## Your goal
The expected answer is a copy of every line in the listing that has the word "Everything".
Data in this exercise START
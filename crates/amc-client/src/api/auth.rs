//! `/auth` endpoints.
//!
//! These calls only talk to the server; token bookkeeping belongs to
//! [`crate::auth::AuthController`].

use std::sync::Arc;

use amc_api_models::{ApiEnvelope, CurrentUser, LoginRequest, TokenPayload};
use serde_json::Value;

use crate::error::ApiResult;
use crate::gateway::ApiGateway;

/// Session endpoints.
#[derive(Debug, Clone)]
pub struct AuthApi {
    gateway: Arc<ApiGateway>,
}

impl AuthApi {
    /// Service backed by `gateway`.
    #[must_use]
    pub const fn new(gateway: Arc<ApiGateway>) -> Self {
        Self { gateway }
    }

    /// `POST /auth/login`; returns the issued token, if any.
    ///
    /// # Errors
    ///
    /// Propagates gateway errors.
    pub async fn login(&self, request: &LoginRequest) -> ApiResult<Option<String>> {
        let envelope: ApiEnvelope<TokenPayload> =
            self.gateway.post("/auth/login", request).await?;
        Ok(envelope.data.token.filter(|token| !token.is_empty()))
    }

    /// `GET /auth/me`.
    ///
    /// # Errors
    ///
    /// Propagates gateway errors.
    pub async fn me(&self) -> ApiResult<CurrentUser> {
        let envelope: ApiEnvelope<CurrentUser> = self.gateway.get("/auth/me").await?;
        Ok(envelope.data)
    }

    /// `GET /auth/logout`.
    ///
    /// # Errors
    ///
    /// Propagates gateway errors.
    pub async fn logout(&self) -> ApiResult<()> {
        let _: Value = self.gateway.get("/auth/logout").await?;
        Ok(())
    }
}
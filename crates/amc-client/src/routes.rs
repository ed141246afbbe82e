//! Route guard decisions derived from the auth status.

use crate::auth::AuthStatus;

/// Landing route for signed-out operators.
pub const LOGIN_ROUTE: &str = "/auth/login";
/// Landing route for signed-in operators.
pub const HOME_ROUTE: &str = "/";

/// Which side of the guard a route sits on.
#[derive(Debug, Clone, Copy, PartialEq, Eq)]
pub enum RouteArea {
    /// Requires an authenticated user.
    Private,
    /// Login and similar pages, only for signed-out operators.
    Auth,
}

/// What the view should do for a route.
#[derive(Debug, Clone, Copy, PartialEq, Eq)]
pub enum RouteDecision {
    /// Session state is still resolving.
    ShowLoader,
    /// Navigate elsewhere.
    Redirect(&'static str),
    /// Render the requested route.
    Render,
}

/// Decide how to handle a route in `area` given the current auth status.
#[must_use]
pub const fn decide_route(status: &AuthStatus, area: RouteArea) -> RouteDecision {
    if status.is_pending() {
        return RouteDecision::ShowLoader;
    }
    let signed_in = status.user().is_some();
    match (area, signed_in) {
        (RouteArea::Private, false) => RouteDecision::Redirect(LOGIN_ROUTE),
        (RouteArea::Auth, true) => RouteDecision::Redirect(HOME_ROUTE),
        _ => RouteDecision::Render,
    }
}

/// Classify a path. Everything under `/auth/` is the auth area.
#[must_use]
pub fn area_for_path(path: &str) -> RouteArea {
    if path == "/auth" || path.starts_with("/auth/") {
        RouteArea::Auth
    } else {
        RouteArea::Private
    }
}

#[cfg(test)]
mod tests {
    use super::*;
    use amc_api_models::CurrentUser;

    fn signed_in() -> AuthStatus {
        AuthStatus::Authenticated(CurrentUser {
            name: Some("Admin".to_string()),
            ..CurrentUser::default()
        })
    }

    #[test]
    fn pending_states_show_loader() {
        for status in [AuthStatus::Unknown, AuthStatus::Authenticating] {
            assert_eq!(
                decide_route(&status, RouteArea::Private),
                RouteDecision::ShowLoader
            );
            assert_eq!(
                decide_route(&status, RouteArea::Auth),
                RouteDecision::ShowLoader
            );
        }
    }

    #[test]
    fn private_routes_require_a_user() {
        let signed_out = AuthStatus::Unauthenticated { error: None };
        assert_eq!(
            decide_route(&signed_out, RouteArea::Private),
            RouteDecision::Redirect(LOGIN_ROUTE)
        );
        assert_eq!(
            decide_route(&signed_in(), RouteArea::Private),
            RouteDecision::Render
        );
    }

    #[test]
    fn auth_routes_bounce_signed_in_users_home() {
        assert_eq!(
            decide_route(&signed_in(), RouteArea::Auth),
            RouteDecision::Redirect(HOME_ROUTE)
        );
        let failed = AuthStatus::Unauthenticated {
            error: Some("Invalid credentials".to_string()),
        };
        assert_eq!(decide_route(&failed, RouteArea::Auth), RouteDecision::Render);
    }

    #[test]
    fn paths_map_to_areas() {
        assert_eq!(area_for_path("/auth/login"), RouteArea::Auth);
        assert_eq!(area_for_path("/clients/4"), RouteArea::Private);
        assert_eq!(area_for_path("/authors"), RouteArea::Private);
    }
}
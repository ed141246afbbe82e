//! Argument parsing and command dispatch.

use amc_api_models::{AmcStatus, EntityId, ListQuery, StatusFilter};
use amc_client::AppContext;
use clap::{Args, Parser, Subcommand, ValueEnum};
use url::Url;
use uuid::Uuid;

use crate::client::{CliResult, build_context, install_logging, parse_url, resolve_settings};
use crate::commands::auth::{handle_login, handle_logout, handle_me};
use crate::commands::chargers::{handle_charger_list, handle_charger_show, handle_charger_update};
use crate::commands::clients::{
    handle_client_create, handle_client_delete, handle_client_list, handle_client_show,
    handle_client_update,
};
use crate::commands::dashboard::handle_dashboard;
use crate::commands::watch::{WatchTarget, handle_watch};

/// Parses CLI arguments, executes the requested command, and reports the
/// outcome. Returns the process exit code.
pub async fn run() -> i32 {
    let cli = Cli::parse();
    let command_name = command_label(&cli.command);
    let trace_id = Uuid::new_v4().to_string();

    let result = dispatch(cli, &trace_id).await;

    match result {
        Ok(()) => {
            tracing::debug!(command = command_name, trace_id, "command finished");
            0
        }
        Err(err) => {
            let message = err.display_message();
            tracing::debug!(command = command_name, trace_id, error = %message, "command failed");
            eprintln!("error: {message}");
            err.exit_code()
        }
    }
}

async fn dispatch(cli: Cli, trace_id: &str) -> CliResult<()> {
    let settings = resolve_settings(&cli)?;
    install_logging(&settings);
    tracing::debug!(trace_id, api_url = %settings.api_url, "resolved settings");
    let ctx = build_context(&settings, cli.token.clone())?;
    let output = cli.output;

    let result = execute(&ctx, cli.command, output).await;
    if cli.print_metrics {
        match ctx.metrics().render() {
            Ok(text) => eprint!("{text}"),
            Err(err) => eprintln!("warning: metrics unavailable: {err}"),
        }
    }
    result
}

async fn execute(ctx: &AppContext, command: Command, output: OutputFormat) -> CliResult<()> {
    match command {
        Command::Login(args) => handle_login(ctx, args, output).await,
        Command::Logout => handle_logout(ctx).await,
        Command::Me => handle_me(ctx, output).await,
        Command::Dashboard => handle_dashboard(ctx, output).await,
        Command::Clients(clients) => match clients {
            ClientsCommand::Ls(args) => handle_client_list(ctx, args, output).await,
            ClientsCommand::Show(args) => handle_client_show(ctx, args, output).await,
            ClientsCommand::Create(args) => handle_client_create(ctx, args, output).await,
            ClientsCommand::Update(args) => handle_client_update(ctx, args, output).await,
            ClientsCommand::Delete(args) => handle_client_delete(ctx, args).await,
            ClientsCommand::Watch(args) => handle_watch(ctx, WatchTarget::Clients, args, output).await,
        },
        Command::Chargers(chargers) => match chargers {
            ChargersCommand::Ls(args) => handle_charger_list(ctx, args, output).await,
            ChargersCommand::Show(args) => handle_charger_show(ctx, args, output).await,
            ChargersCommand::Update(args) => handle_charger_update(ctx, args, output).await,
            ChargersCommand::Watch(args) => {
                let target = WatchTarget::Chargers { client: args.client };
                handle_watch(ctx, target, args.watch, output).await
            }
        },
    }
}

const fn command_label(command: &Command) -> &'static str {
    match command {
        Command::Login(_) => "login",
        Command::Logout => "logout",
        Command::Me => "me",
        Command::Dashboard => "dashboard",
        Command::Clients(ClientsCommand::Ls(_)) => "clients_ls",
        Command::Clients(ClientsCommand::Show(_)) => "clients_show",
        Command::Clients(ClientsCommand::Create(_)) => "clients_create",
        Command::Clients(ClientsCommand::Update(_)) => "clients_update",
        Command::Clients(ClientsCommand::Delete(_)) => "clients_delete",
        Command::Clients(ClientsCommand::Watch(_)) => "clients_watch",
        Command::Chargers(ChargersCommand::Ls(_)) => "chargers_ls",
        Command::Chargers(ChargersCommand::Show(_)) => "chargers_show",
        Command::Chargers(ChargersCommand::Update(_)) => "chargers_update",
        Command::Chargers(ChargersCommand::Watch(_)) => "chargers_watch",
    }
}

#[derive(Parser)]
#[command(name = "amc", about = "Administrative CLI for the AMC console")]
pub(crate) struct Cli {
    #[arg(long, global = true, value_parser = parse_url, help = "API base URL (overrides AMC_API_URL)")]
    pub(crate) api_url: Option<Url>,
    #[arg(long, global = true, env = "AMC_TOKEN", hide_env_values = true)]
    pub(crate) token: Option<String>,
    #[arg(long, global = true, help = "Request timeout in seconds (overrides AMC_HTTP_TIMEOUT_SECS)")]
    pub(crate) timeout: Option<u64>,
    #[arg(long, global = true, help = "Rows per page (overrides AMC_PAGE_SIZE)")]
    pub(crate) page_size: Option<u32>,
    #[arg(
        long = "output",
        alias = "format",
        global = true,
        value_enum,
        default_value_t = OutputFormat::Table,
        help = "Select output format for commands that render structured data"
    )]
    pub(crate) output: OutputFormat,
    #[arg(long, global = true, help = "Print client metrics to stderr on exit")]
    pub(crate) print_metrics: bool,
    #[command(subcommand)]
    pub(crate) command: Command,
}

#[derive(Subcommand)]
pub(crate) enum Command {
    /// Sign in and print the issued bearer token.
    Login(LoginArgs),
    /// Sign out and forget the token.
    Logout,
    /// Show the signed-in user.
    Me,
    /// Show dashboard statistics.
    Dashboard,
    #[command(subcommand)]
    Clients(ClientsCommand),
    #[command(subcommand)]
    Chargers(ChargersCommand),
}

#[derive(Subcommand)]
pub(crate) enum ClientsCommand {
    Ls(ListArgs),
    Show(ClientShowArgs),
    Create(ClientFormArgs),
    Update(ClientUpdateArgs),
    Delete(IdArgs),
    Watch(WatchArgs),
}

#[derive(Subcommand)]
pub(crate) enum ChargersCommand {
    Ls(ChargerListArgs),
    Show(IdArgs),
    Update(ChargerUpdateArgs),
    Watch(ChargerWatchArgs),
}

#[derive(Args)]
pub(crate) struct LoginArgs {
    #[arg(long, env = "AMC_EMAIL")]
    pub(crate) email: String,
    #[arg(long, env = "AMC_PASSWORD", hide_env_values = true)]
    pub(crate) password: Option<String>,
}

#[derive(Args, Clone)]
pub(crate) struct ListArgs {
    #[arg(long, default_value_t = 1)]
    pub(crate) page: u32,
    #[arg(long)]
    pub(crate) limit: Option<u32>,
    #[arg(long, default_value = "")]
    pub(crate) search: String,
    #[arg(long, default_value = "all", value_parser = parse_status_filter)]
    pub(crate) status: StatusFilter,
}

impl ListArgs {
    pub(crate) fn query(&self, default_limit: u32) -> ListQuery {
        ListQuery {
            page: self.page.max(1),
            limit: self.limit.unwrap_or(default_limit).max(1),
            search: self.search.trim().to_string(),
            status: self.status,
        }
    }
}

#[derive(Args)]
pub(crate) struct ChargerListArgs {
    #[arg(long, help = "Only chargers belonging to this client")]
    pub(crate) client: Option<EntityId>,
    #[command(flatten)]
    pub(crate) list: ListArgs,
}

#[derive(Args)]
pub(crate) struct IdArgs {
    pub(crate) id: EntityId,
}

#[derive(Args)]
pub(crate) struct ClientShowArgs {
    pub(crate) id: EntityId,
    #[arg(long, help = "Include charger figures for the client")]
    pub(crate) overview: bool,
}

#[derive(Args, Default)]
pub(crate) struct ClientFormArgs {
    #[arg(long)]
    pub(crate) email: Option<String>,
    #[arg(long)]
    pub(crate) phone: Option<String>,
    #[arg(long, help = "Contract start, YYYY-MM-DD")]
    pub(crate) amc_start: Option<String>,
    #[arg(long, help = "Contract end, YYYY-MM-DD")]
    pub(crate) amc_end: Option<String>,
    #[arg(long, value_parser = parse_status)]
    pub(crate) status: Option<AmcStatus>,
    #[arg(long)]
    pub(crate) domain: Option<String>,
    #[arg(long, allow_negative_numbers = true)]
    pub(crate) amc_hours: Option<i64>,
    #[arg(long, allow_negative_numbers = true)]
    pub(crate) chargers_for_amc: Option<i64>,
    #[arg(long)]
    pub(crate) increment_value: Option<f64>,
}

#[derive(Args)]
pub(crate) struct ClientUpdateArgs {
    pub(crate) id: EntityId,
    #[command(flatten)]
    pub(crate) form: ClientFormArgs,
}

#[derive(Args)]
pub(crate) struct ChargerUpdateArgs {
    pub(crate) id: EntityId,
    #[arg(long, help = "Contract start, YYYY-MM-DD")]
    pub(crate) amc_start: Option<String>,
    #[arg(long, help = "Contract end, YYYY-MM-DD")]
    pub(crate) amc_end: Option<String>,
    #[arg(long, value_parser = parse_status)]
    pub(crate) status: Option<AmcStatus>,
}

#[derive(Args, Clone)]
pub(crate) struct WatchArgs {
    #[arg(long, default_value = "")]
    pub(crate) search: String,
    #[arg(long, default_value = "all", value_parser = parse_status_filter)]
    pub(crate) status: StatusFilter,
}

#[derive(Args)]
pub(crate) struct ChargerWatchArgs {
    #[arg(long, help = "Only chargers belonging to this client")]
    pub(crate) client: Option<EntityId>,
    #[command(flatten)]
    pub(crate) watch: WatchArgs,
}

#[derive(Copy, Clone, Debug, Default, PartialEq, Eq, ValueEnum)]
pub(crate) enum OutputFormat {
    #[default]
    Table,
    Json,
}

pub(crate) fn parse_status_filter(input: &str) -> Result<StatusFilter, String> {
    input.parse().map_err(|err| format!("{err}"))
}

pub(crate) fn parse_status(input: &str) -> Result<AmcStatus, String> {
    input.parse().map_err(|err| format!("{err}"))
}

#[cfg(test)]
mod tests {
    use super::*;
    use clap::CommandFactory;

    #[test]
    fn cli_definition_is_consistent() {
        Cli::command().debug_assert();
    }

    #[test]
    fn list_args_build_queries() {
        let cli = Cli::try_parse_from([
            "amc", "clients", "ls", "--page", "2", "--search", " acme ", "--status", "expired",
        ])
        .expect("parse");
        let Command::Clients(ClientsCommand::Ls(args)) = cli.command else {
            panic!("unexpected command");
        };
        let query = args.query(10);
        assert_eq!(query.page, 2);
        assert_eq!(query.limit, 10);
        assert_eq!(query.search, "acme");
        assert_eq!(query.status, StatusFilter::Only(AmcStatus::Expired));
    }

    #[test]
    fn unknown_status_is_rejected() {
        assert!(Cli::try_parse_from(["amc", "chargers", "ls", "--status", "broken"]).is_err());
    }

    #[test]
    fn global_flags_apply_after_subcommand() {
        let cli = Cli::try_parse_from([
            "amc",
            "me",
            "--output",
            "json",
            "--api-url",
            "http://127.0.0.1:9000/api",
        ])
        .expect("parse");
        assert_eq!(cli.output, OutputFormat::Json);
        assert_eq!(command_label(&cli.command), "me");
        assert_eq!(
            cli.api_url.map(|url| url.to_string()).as_deref(),
            Some("http://127.0.0.1:9000/api")
        );
    }
}
//! Per-client detail figures derived from already-fetched data.

use amc_api_models::{AmcStatus, Charger, Client};
use chrono::NaiveDate;
use serde::Serialize;

use crate::format::{in_month_of, parse_date};

/// Whether a contract period covers a given day.
#[derive(Debug, Clone, Copy, PartialEq, Eq, Serialize)]
pub enum ContractPeriod {
    /// `today` lies within `[amc_start, amc_end]`.
    Active,
    /// Outside the period, or the period is incomplete.
    Expired,
}

impl ContractPeriod {
    /// Classify the period `[start, end]` against `today`.
    #[must_use]
    pub fn of(start: Option<&str>, end: Option<&str>, today: NaiveDate) -> Self {
        match (start.and_then(parse_date), end.and_then(parse_date)) {
            (Some(start), Some(end)) if start <= today && today <= end => Self::Active,
            _ => Self::Expired,
        }
    }

    /// Display label.
    #[must_use]
    pub const fn as_str(self) -> &'static str {
        match self {
            Self::Active => "Active",
            Self::Expired => "Expired",
        }
    }
}

/// Charger counts shown on a client's detail view.
#[derive(Debug, Clone, Copy, Default, PartialEq, Eq, Serialize)]
pub struct ChargerSummary {
    /// All chargers listed for the client.
    pub total: usize,
    /// Chargers whose AMC ends this calendar month.
    pub expiring_this_month: usize,
    /// Chargers created this calendar month.
    pub added_this_month: usize,
    /// Chargers with status `ACTIVE`.
    pub active: usize,
}

impl ChargerSummary {
    /// Tally `chargers` as of `today`.
    #[must_use]
    pub fn tally(chargers: &[Charger], today: NaiveDate) -> Self {
        chargers.iter().fold(
            Self {
                total: chargers.len(),
                ..Self::default()
            },
            |mut acc, charger| {
                acc.expiring_this_month += usize::from(in_month_of(charger.amc_end.as_deref(), today));
                acc.added_this_month += usize::from(in_month_of(charger.created_at.as_deref(), today));
                acc.active += usize::from(charger.status == AmcStatus::Active);
                acc
            },
        )
    }
}

/// Everything the client detail view shows beyond the raw record.
#[derive(Debug, Clone, Serialize)]
pub struct ClientOverview {
    /// The client record.
    pub client: Client,
    /// Contract period as of `today`.
    pub period: ContractPeriod,
    /// Charger tallies.
    pub chargers: ChargerSummary,
}

impl ClientOverview {
    /// Combine a client with its chargers.
    #[must_use]
    pub fn build(client: Client, chargers: &[Charger], today: NaiveDate) -> Self {
        let period = ContractPeriod::of(client.amc_start.as_deref(), client.amc_end.as_deref(), today);
        Self {
            client,
            period,
            chargers: ChargerSummary::tally(chargers, today),
        }
    }
}

#[cfg(test)]
mod tests {
    use super::*;
    use amc_test_support::fixtures;

    fn day(y: i32, m: u32, d: u32) -> NaiveDate {
        NaiveDate::from_ymd_opt(y, m, d).expect("valid date")
    }

    #[test]
    fn contract_period_is_inclusive() {
        let today = day(2025, 3, 31);
        assert_eq!(
            ContractPeriod::of(Some("2024-04-01"), Some("2025-03-31"), today),
            ContractPeriod::Active
        );
        assert_eq!(
            ContractPeriod::of(Some("2024-04-01"), Some("2025-03-30T00:00:00.000Z"), today),
            ContractPeriod::Expired
        );
        assert_eq!(ContractPeriod::of(None, Some("2026-01-01"), today), ContractPeriod::Expired);
    }

    #[test]
    fn summary_counts_this_month_only() {
        let today = day(2025, 5, 12);
        let mut expiring = fixtures::charger(1, "CH-1", Some(4));
        expiring.amc_end = Some("2025-05-30T00:00:00.000Z".to_string());
        expiring.created_at = Some("2024-05-02T10:00:00.000Z".to_string());
        let mut fresh = fixtures::charger(2, "CH-2", Some(4));
        fresh.created_at = Some("2025-05-01T08:00:00.000Z".to_string());
        fresh.status = AmcStatus::Inactive;
        let mut old = fixtures::charger(3, "CH-3", Some(4));
        old.amc_end = Some("2025-06-01".to_string());

        let summary = ChargerSummary::tally(&[expiring, fresh, old], today);
        assert_eq!(
            summary,
            ChargerSummary {
                total: 3,
                expiring_this_month: 1,
                added_this_month: 1,
                active: 2,
            }
        );
    }

    #[test]
    fn overview_combines_client_and_chargers() {
        let mut client = fixtures::client(4, "ops@example.com");
        client.amc_start = Some("2025-01-01".to_string());
        client.amc_end = Some("2025-12-31".to_string());
        let overview = ClientOverview::build(client, &[], day(2025, 7, 1));
        assert_eq!(overview.period.as_str(), "Active");
        assert_eq!(overview.chargers.total, 0);
    }
}
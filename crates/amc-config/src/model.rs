//! Typed settings consumed by the client library and CLI.

use std::time::Duration;

use serde::Serialize;
use url::Url;

use crate::defaults::{
    DEFAULT_DEBOUNCE_MS, DEFAULT_LOG_LEVEL, DEFAULT_PAGE_SIZE, DEFAULT_TIMEOUT_SECS,
};

/// Requested log output format.
#[derive(Debug, Clone, Copy, PartialEq, Eq, Serialize, Default)]
#[serde(rename_all = "snake_case")]
pub enum LogFormatSetting {
    /// Pretty in debug builds, JSON in release builds.
    #[default]
    Auto,
    /// Human-readable output.
    Pretty,
    /// Structured JSON output.
    Json,
}

impl LogFormatSetting {
    /// Stable label for the setting.
    #[must_use]
    pub const fn as_str(self) -> &'static str {
        match self {
            Self::Auto => "auto",
            Self::Pretty => "pretty",
            Self::Json => "json",
        }
    }
}

/// Per-list synchronization settings.
#[derive(Debug, Clone, Copy, PartialEq, Eq)]
pub struct ListSettings {
    /// Rows requested per page.
    pub page_size: u32,
    /// Quiet period before a filter change triggers a fetch.
    pub debounce: Duration,
}

impl Default for ListSettings {
    fn default() -> Self {
        Self {
            page_size: DEFAULT_PAGE_SIZE,
            debounce: Duration::from_millis(DEFAULT_DEBOUNCE_MS),
        }
    }
}

/// Complete client configuration.
#[derive(Debug, Clone, PartialEq, Eq)]
pub struct ClientSettings {
    /// REST API base URL, path prefix included.
    pub api_url: Url,
    /// List synchronization settings shared by every list screen.
    pub lists: ListSettings,
    /// Timeout applied to each outbound request.
    pub request_timeout: Duration,
    /// Log level directive.
    pub log_level: String,
    /// Log output format.
    pub log_format: LogFormatSetting,
}

impl ClientSettings {
    /// Settings pointing at `api_url` with every other field defaulted.
    #[must_use]
    pub fn for_url(api_url: Url) -> Self {
        Self {
            api_url,
            lists: ListSettings::default(),
            request_timeout: Duration::from_secs(DEFAULT_TIMEOUT_SECS),
            log_level: DEFAULT_LOG_LEVEL.to_string(),
            log_format: LogFormatSetting::Auto,
        }
    }
}

#[cfg(test)]
mod tests {
    use super::*;

    #[test]
    fn defaults_match_documented_values() {
        let url = Url::parse("http://127.0.0.1:8080").expect("url");
        let settings = ClientSettings::for_url(url);
        assert_eq!(settings.api_url.as_str(), "http://127.0.0.1:8080/");
        assert_eq!(settings.lists.page_size, 10);
        assert_eq!(settings.lists.debounce, Duration::from_millis(500));
        assert_eq!(settings.request_timeout, Duration::from_secs(30));
        assert_eq!(settings.log_format, LogFormatSetting::Auto);
    }

    #[test]
    fn log_format_labels_are_stable() {
        assert_eq!(LogFormatSetting::Json.as_str(), "json");
        assert_eq!(LogFormatSetting::Pretty.as_str(), "pretty");
        assert_eq!(LogFormatSetting::Auto.as_str(), "auto");
    }
}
Data in this exercise END
## Your solution
/// Classify a path. Everything under `/auth/` is the auth area.
/// Everything the client detail view shows beyond the raw record.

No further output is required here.